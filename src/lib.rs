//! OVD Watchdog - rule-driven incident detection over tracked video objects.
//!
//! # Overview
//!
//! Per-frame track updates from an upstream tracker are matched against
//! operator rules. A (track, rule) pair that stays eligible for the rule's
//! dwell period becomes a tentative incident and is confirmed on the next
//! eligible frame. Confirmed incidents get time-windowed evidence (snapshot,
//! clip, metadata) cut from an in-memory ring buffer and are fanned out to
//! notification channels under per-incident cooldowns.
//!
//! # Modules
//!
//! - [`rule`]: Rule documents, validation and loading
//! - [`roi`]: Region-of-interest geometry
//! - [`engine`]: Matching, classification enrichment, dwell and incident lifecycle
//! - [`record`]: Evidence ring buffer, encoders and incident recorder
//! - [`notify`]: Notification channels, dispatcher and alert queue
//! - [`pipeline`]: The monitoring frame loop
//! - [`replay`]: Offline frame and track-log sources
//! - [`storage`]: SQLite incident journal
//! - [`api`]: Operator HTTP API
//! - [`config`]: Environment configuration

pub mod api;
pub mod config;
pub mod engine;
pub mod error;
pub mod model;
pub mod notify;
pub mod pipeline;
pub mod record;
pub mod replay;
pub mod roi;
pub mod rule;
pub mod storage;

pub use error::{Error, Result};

**What to do:**
Output the full listing above once again, verbatim.

**Written solution:**
filename src/lib.rs
//! OVD Watchdog - rule-driven incident detection over tracked video objects.
//!
//! # Overview
//!
//! Per-frame track updates from an upstream tracker are matched against
//! operator rules. A (track, rule) pair that stays eligible for the rule's
//! dwell period becomes a tentative incident and is confirmed on the next
//! eligible frame. Confirmed incidents get time-windowed evidence (snapshot,
//! clip, metadata) cut from an in-memory ring buffer and are fanned out to
//! notification channels under per-incident cooldowns.
//!
//! # Modules
//!
//! - [`rule`]: Rule documents, validation and loading
//! - [`roi`]: Region-of-interest geometry
//! - [`engine`]: Matching, classification enrichment, dwell and incident lifecycle
//! - [`record`]: Evidence ring buffer, encoders and incident recorder
//! - [`notify`]: Notification channels, dispatcher and alert queue
//! - [`pipeline`]: The monitoring frame loop
//! - [`replay`]: Offline frame and track-log sources
//! - [`storage`]: SQLite incident journal
//! - [`api`]: Operator HTTP API
//! - [`config`]: Environment configuration

pub mod api;
pub mod config;
pub mod engine;
pub mod error;
pub mod model;
pub mod notify;
pub mod pipeline;
pub mod record;
pub mod replay;
pub mod roi;
pub mod rule;
pub mod storage;

pub use error::{Error, Result};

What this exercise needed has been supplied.